TASK DIRECTIONS: Could you copy exactly the lines from the one containing "pub mod order_queue;" through the last line of the records below, and nothing else?

[Collected data]
>>>>

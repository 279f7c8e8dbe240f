// Order intake and the priority queue
pub mod order_queue;
pub mod orders;

// Setup wizard staging and commit
pub mod setup;

// Catalogue: services, options, pricing, equipment, suppliers
pub mod catalog;

// Shop floor
pub mod inventory;
pub mod production;

// Customer Management
pub mod customers;

// Financial Services
pub mod payments;

pub mod audit;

<<<<

ANSWER SPACE:
pub mod order_queue;
pub mod orders;

// Setup wizard staging and commit
pub mod setup;

// Catalogue: services, options, pricing, equipment, suppliers
pub mod catalog;

// Shop floor
pub mod inventory;
pub mod production;

// Customer Management
pub mod customers;

// Financial Services
pub mod payments;

pub mod audit;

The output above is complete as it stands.